§ Exercise brief: Within the entries below, the lines from the one with "filename tests/invocation/end_to_end_test.rs" through the one with "async fn delivers_through_stub_gateway()" are to be set down exactly, both ends kept.

§ Provided data:
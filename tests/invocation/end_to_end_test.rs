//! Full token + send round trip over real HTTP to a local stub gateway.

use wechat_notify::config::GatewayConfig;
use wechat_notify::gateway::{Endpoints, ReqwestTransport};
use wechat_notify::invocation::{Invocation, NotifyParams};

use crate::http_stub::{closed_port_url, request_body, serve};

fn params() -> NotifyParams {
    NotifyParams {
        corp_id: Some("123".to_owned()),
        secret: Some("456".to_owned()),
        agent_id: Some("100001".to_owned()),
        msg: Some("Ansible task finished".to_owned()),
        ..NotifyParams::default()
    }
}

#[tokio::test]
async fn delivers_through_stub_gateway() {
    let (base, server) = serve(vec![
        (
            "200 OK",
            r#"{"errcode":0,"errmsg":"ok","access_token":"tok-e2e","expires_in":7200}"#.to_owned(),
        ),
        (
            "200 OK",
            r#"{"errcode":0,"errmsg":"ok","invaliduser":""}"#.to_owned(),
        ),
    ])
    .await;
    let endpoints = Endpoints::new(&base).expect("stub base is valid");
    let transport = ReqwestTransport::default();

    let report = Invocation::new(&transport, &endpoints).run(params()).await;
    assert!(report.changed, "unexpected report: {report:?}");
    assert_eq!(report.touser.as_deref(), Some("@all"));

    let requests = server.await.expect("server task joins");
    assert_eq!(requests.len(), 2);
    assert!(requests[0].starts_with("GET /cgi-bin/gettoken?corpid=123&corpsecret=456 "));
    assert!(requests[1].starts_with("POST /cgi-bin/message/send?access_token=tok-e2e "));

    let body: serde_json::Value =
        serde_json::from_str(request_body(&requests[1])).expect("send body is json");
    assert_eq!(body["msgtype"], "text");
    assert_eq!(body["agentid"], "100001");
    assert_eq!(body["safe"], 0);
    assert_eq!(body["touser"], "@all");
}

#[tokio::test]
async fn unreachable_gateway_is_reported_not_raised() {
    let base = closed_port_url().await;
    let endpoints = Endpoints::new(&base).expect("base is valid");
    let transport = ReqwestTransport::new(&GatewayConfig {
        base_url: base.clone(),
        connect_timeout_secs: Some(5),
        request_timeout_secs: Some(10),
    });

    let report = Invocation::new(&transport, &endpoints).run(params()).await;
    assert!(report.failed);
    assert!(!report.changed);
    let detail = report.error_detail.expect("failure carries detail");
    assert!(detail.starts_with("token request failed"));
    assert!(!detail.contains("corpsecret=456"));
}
--
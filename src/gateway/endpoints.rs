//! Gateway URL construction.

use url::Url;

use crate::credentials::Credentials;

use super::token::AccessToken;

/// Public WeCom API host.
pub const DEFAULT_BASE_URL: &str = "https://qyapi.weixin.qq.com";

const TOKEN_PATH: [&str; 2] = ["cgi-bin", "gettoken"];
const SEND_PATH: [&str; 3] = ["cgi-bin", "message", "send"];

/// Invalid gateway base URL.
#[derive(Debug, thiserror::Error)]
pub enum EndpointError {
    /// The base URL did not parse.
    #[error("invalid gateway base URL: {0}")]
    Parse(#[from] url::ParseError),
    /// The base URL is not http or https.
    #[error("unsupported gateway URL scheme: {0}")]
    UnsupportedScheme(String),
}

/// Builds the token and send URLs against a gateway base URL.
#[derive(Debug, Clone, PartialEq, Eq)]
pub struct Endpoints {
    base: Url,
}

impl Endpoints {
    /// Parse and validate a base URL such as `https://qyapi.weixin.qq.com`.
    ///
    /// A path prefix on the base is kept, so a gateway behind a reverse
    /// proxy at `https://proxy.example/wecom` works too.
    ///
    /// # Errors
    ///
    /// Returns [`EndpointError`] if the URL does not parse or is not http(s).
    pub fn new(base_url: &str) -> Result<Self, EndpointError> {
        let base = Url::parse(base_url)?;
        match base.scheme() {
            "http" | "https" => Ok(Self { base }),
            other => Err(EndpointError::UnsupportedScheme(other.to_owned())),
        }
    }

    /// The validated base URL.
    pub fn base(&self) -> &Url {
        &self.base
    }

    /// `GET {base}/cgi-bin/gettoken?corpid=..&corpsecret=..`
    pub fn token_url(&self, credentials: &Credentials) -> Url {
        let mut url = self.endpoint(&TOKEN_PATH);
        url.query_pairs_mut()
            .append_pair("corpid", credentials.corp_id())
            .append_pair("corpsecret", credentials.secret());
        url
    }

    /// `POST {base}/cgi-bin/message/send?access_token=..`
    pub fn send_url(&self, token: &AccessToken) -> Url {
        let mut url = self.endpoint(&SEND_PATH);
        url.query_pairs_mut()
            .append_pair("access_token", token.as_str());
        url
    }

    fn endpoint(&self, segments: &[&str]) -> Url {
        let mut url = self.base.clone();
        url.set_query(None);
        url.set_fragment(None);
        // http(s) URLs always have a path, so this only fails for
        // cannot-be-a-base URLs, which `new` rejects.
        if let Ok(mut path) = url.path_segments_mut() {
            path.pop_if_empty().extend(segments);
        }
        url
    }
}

§ Answer box:
filename tests/invocation/end_to_end_test.rs
//! Full token + send round trip over real HTTP to a local stub gateway.

use wechat_notify::config::GatewayConfig;
use wechat_notify::gateway::{Endpoints, ReqwestTransport};
use wechat_notify::invocation::{Invocation, NotifyParams};

use crate::http_stub::{closed_port_url, request_body, serve};

fn params() -> NotifyParams {
    NotifyParams {
        corp_id: Some("123".to_owned()),
        secret: Some("456".to_owned()),
        agent_id: Some("100001".to_owned()),
        msg: Some("Ansible task finished".to_owned()),
        ..NotifyParams::default()
    }
}

#[tokio::test]
async fn delivers_through_stub_gateway() {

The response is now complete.